How Many Nurses Have Doctoral Degrees?

  1. There are more than 3 million nurses in the United States, but fewer than 30,000 of them have doctoral degrees in nursing.
  2. Many of those who do have doctoral degrees in nursing have DNPs rather than PhDs, which are degrees that prepare nurses to conduct research and teach.
  3. The average age of a nurse with a PhD is higher.
  4. The average age at which nurses in the United States acquire their doctorates is 46, which is 13 years later than the average age of those who earn PhDs in other areas.

What do you call a nurse with a doctorate degree?

It is appropriate to use the title ″Doctor″ when referring to registered nurses who have obtained a terminal degree or a doctorate. It is critical that these nurses make it clear to their patients that while they hold a Doctor of Nursing Practice degree, they do not hold a medical doctor’s degree. What kinds of things are open to you if you have a doctorate in nursing?

How many nurses have a master’s degree?

17.1 percent of registered nurses in the United States held a master’s degree as their highest level of education in 2018, and 1.9 percent held a doctorate degree as their highest level of education.

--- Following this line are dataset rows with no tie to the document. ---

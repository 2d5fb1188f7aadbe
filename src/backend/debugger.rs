//! Debugger-emulation backend.
//!
//! The patch never touches the binary: each test runs the original program
//! under a debugger script that performs the inserted statements at their
//! breakpoints. With partitioning enabled, runs are first fingerprinted by
//! their snapshot signature and answered from the cache when possible.
use super::{
    binary_coverage, record_failure, remove_stale, run_oracle, suite_coverage, Candidate,
    PatchedProgram, RunEnv, Staged, TestOutcome, Validator,
};
use crate::cache::{Claim, SignatureCache, Verdict};
use crate::config::PatchMode;
use crate::exec::{CancelToken, ProcessOutput};
use crate::gdb::{
    compile_patch, debugger_command_line, has_symbol_errors, render_script, render_trace_script,
    script_paths, write_frontend, SnapshotHooks,
};
use crate::interpreter::CompiledFragment;
use crate::partition::PartitionId;
use crate::patch::Patch;
use crate::snapshot;
use crate::util::{ensure_dir, path_safe};
use anyhow::{bail, Context, Result};
use std::fs;
use std::path::{Path, PathBuf};
use std::sync::Arc;

pub struct DebuggerBackend {
    env: Arc<RunEnv>,
    cache: Option<SignatureCache>,
}

impl DebuggerBackend {
    pub fn new(env: Arc<RunEnv>) -> Self {
        let cache = env
            .config
            .partition
            .then(|| SignatureCache::new(env.paths.partitions_dir()));
        Self { env, cache }
    }
}

impl Validator for DebuggerBackend {
    fn mode(&self) -> PatchMode {
        PatchMode::Gdb
    }

    fn stage<'s>(&'s self, patch: &'s Patch, cancel: &'s CancelToken) -> Result<Staged<'s>> {
        if patch.requires_recompilation {
            bail!(
                "patch {} requires recompilation and cannot run under the debugger",
                patch.id
            );
        }
        if patch.fragments.is_empty() {
            return Ok(Staged::ApplyFailed("patch has no fragments".to_string()));
        }
        let fragments = compile_patch(patch);
        let scripts = ScriptSet::write(
            &self.env,
            &path_safe(&patch.id),
            &render_script(&fragments, SnapshotHooks::None),
        )?;
        tracing::debug!(patch = %patch.id, script = %scripts.script.display(), "debugger script written");
        Ok(Staged::Ready(Box::new(DebuggerProgram {
            backend: self,
            patch,
            fragments,
            scripts,
            cancel,
        })))
    }
}

/// A written script plus its binary frontend (absent in test-suite mode).
struct ScriptSet {
    script: PathBuf,
    frontend: Option<PathBuf>,
}

impl ScriptSet {
    fn write(env: &RunEnv, stem: &str, text: &str) -> Result<Self> {
        let dir = env.paths.scripts_dir();
        ensure_dir(&dir)?;
        let (script, frontend) = script_paths(&dir, stem);
        fs::write(&script, text).with_context(|| format!("write {}", script.display()))?;
        let frontend = match &env.config.binary {
            Some(binary) => {
                write_frontend(&frontend, &script, binary)?;
                Some(frontend)
            }
            None => None,
        };
        Ok(Self { script, frontend })
    }
}

struct DebuggerProgram<'s> {
    backend: &'s DebuggerBackend,
    patch: &'s Patch,
    fragments: Vec<CompiledFragment>,
    scripts: ScriptSet,
    cancel: &'s CancelToken,
}

impl DebuggerProgram<'_> {
    fn env(&self) -> &RunEnv {
        &self.backend.env
    }

    fn stem(&self) -> String {
        path_safe(&self.patch.id)
    }

    fn suite_env(&self, scripts: &ScriptSet) -> Vec<(String, String)> {
        vec![
            ("PATCH_ID".to_string(), self.patch.id.clone()),
            (
                "VALKYRIE_GDB_SCRIPT".to_string(),
                scripts.script.display().to_string(),
            ),
        ]
    }

    fn invoke(&self, test_id: &str, scripts: &ScriptSet) -> Result<ProcessOutput> {
        match &scripts.frontend {
            Some(frontend) => {
                let extra = [("PATCH_ID".to_string(), self.patch.id.clone())];
                run_oracle(self.env(), test_id, Some(frontend), &extra, self.cancel)
            }
            None => run_oracle(
                self.env(),
                test_id,
                None,
                &self.suite_env(scripts),
                self.cancel,
            ),
        }
    }

    fn finish(&self, test_id: &str, output: &ProcessOutput) -> TestOutcome {
        let passed = output.success() && !has_symbol_errors(&output.combined_text());
        if !passed {
            record_failure(&self.env().paths, &self.patch.id, &format!("test {test_id}"), output);
        }
        TestOutcome {
            test_id: test_id.to_string(),
            passed,
            cached: false,
            timed_out: output.timed_out,
        }
    }

    fn write_variant(&self, stem: &str, hooks: SnapshotHooks<'_>) -> Result<ScriptSet> {
        ScriptSet::write(self.env(), stem, &render_script(&self.fragments, hooks))
    }

    fn run_plain(&self, test_id: &str) -> Result<TestOutcome> {
        let output = self.invoke(test_id, &self.scripts)?;
        Ok(self.finish(test_id, &output))
    }

    fn run_cached(
        &self,
        cache: &SignatureCache,
        partition: &PartitionId,
        test_id: &str,
    ) -> Result<TestOutcome> {
        if cache.is_loop(partition, test_id) {
            return self.run_plain(test_id);
        }
        let snapshots = self.env().paths.patch_snapshot_dir(&self.patch.id);
        ensure_dir(&snapshots)?;
        let test = path_safe(test_id);
        let before = snapshots.join(format!("{test}_before.core"));
        let after = snapshots.join(format!("{test}_after.core"));
        let location = snapshots.join(format!("{test}_location.core"));
        for path in [&before, &after, &location] {
            remove_stale(path);
        }

        let signature_run = self.write_variant(
            &format!("{}-{test}-signature", self.stem()),
            SnapshotHooks::Signature {
                before: &before,
                after: &after,
            },
        )?;
        self.invoke(test_id, &signature_run)?;
        let Some(signature) = snapshot::signature(&before, &after)? else {
            tracing::debug!(patch = %self.patch.id, test = test_id, "no snapshot signature, running uncached");
            return self.run_plain(test_id);
        };
        if let Some(verdict) = cache.lookup(partition, test_id, &signature) {
            tracing::debug!(
                patch = %self.patch.id,
                test = test_id,
                signature = %signature,
                passed = verdict.passed(),
                "signature cache hit"
            );
            return Ok(TestOutcome {
                test_id: test_id.to_string(),
                passed: verdict.passed(),
                cached: true,
                timed_out: false,
            });
        }

        let location_run = self.write_variant(
            &format!("{}-{test}-location", self.stem()),
            SnapshotHooks::Location { dump: &location },
        )?;
        let output = self.invoke(test_id, &location_run)?;
        let outcome = self.finish(test_id, &output);
        if output.timed_out || output.cancelled {
            return Ok(outcome);
        }
        if snapshot::same_state(&after, &location)? {
            let digest = snapshot::file_digest(&after)?;
            let verdict = Verdict::from_passed(outcome.passed);
            match cache.claim_or_observe(partition, test_id, &signature, verdict, &digest)? {
                Claim::Claimed => {}
                Claim::Observed(observed) if observed == verdict => {}
                Claim::Observed(_) => {
                    cache.mark_loop(partition, test_id, "recorded verdict disagrees")?
                }
                Claim::Conflict => {
                    cache.mark_loop(partition, test_id, "conflicting verdicts recorded")?
                }
            }
        } else {
            cache.mark_loop(
                partition,
                test_id,
                "continuation state differs from signature run",
            )?;
        }
        Ok(outcome)
    }
}

impl PatchedProgram for DebuggerProgram<'_> {
    fn run_test(&mut self, test_id: &str) -> Result<TestOutcome> {
        let backend = self.backend;
        let patch = self.patch;
        match (&backend.cache, &patch.partition) {
            (Some(cache), Some(partition)) => self.run_cached(cache, partition, test_id),
            _ => self.run_plain(test_id),
        }
    }

    fn candidate(&self) -> Candidate {
        match &self.scripts.frontend {
            Some(frontend) => Candidate {
                path: frontend.clone(),
                env: vec![("PATCH_ID".to_string(), self.patch.id.clone())],
            },
            None => Candidate {
                path: self.scripts.script.clone(),
                env: self.suite_env(&self.scripts),
            },
        }
    }

    fn coverage(&mut self, test_id: &str, out: &Path) -> Result<bool> {
        if self.scripts.frontend.is_none() {
            return suite_coverage(self.env(), test_id, self.suite_env(&self.scripts), out, self.cancel);
        }
        let Some(instrumented) = self.env().instrumented_binary() else {
            return Ok(false);
        };
        let inner = debugger_command_line(&self.scripts.script, instrumented);
        binary_coverage(self.env(), &self.patch.id, test_id, &inner, out, self.cancel)
    }

    fn trace(&mut self, test_id: &str, patched: &Path, original: &Path) -> Result<bool> {
        if self.scripts.frontend.is_none() {
            return Ok(false);
        }
        let test = path_safe(test_id);
        for (apply_patch, log, label) in [(true, patched, "patched"), (false, original, "original")] {
            remove_stale(log);
            let scripts = ScriptSet::write(
                self.env(),
                &format!("{}-{test}-trace-{label}", self.stem()),
                &render_trace_script(&self.fragments, apply_patch, log),
            )?;
            self.invoke(test_id, &scripts)?;
        }
        Ok(patched.is_file() && original.is_file())
    }
}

The present demand for nurses with master’s degrees and doctoral degrees to fill advanced practice, clinical specialty, teaching, and research jobs is far higher than the supply. 1

What is a Doctorate of Nursing Practice (DNP)?

The ultimate goal of the Doctor of Nursing Practice, or DNP, program is to generate leaders in the nursing profession. After receiving the necessary certifications, these nurses are qualified to practice in either a clinical environment or in a leadership capacity and possess the greatest degree of nursing knowledge possible.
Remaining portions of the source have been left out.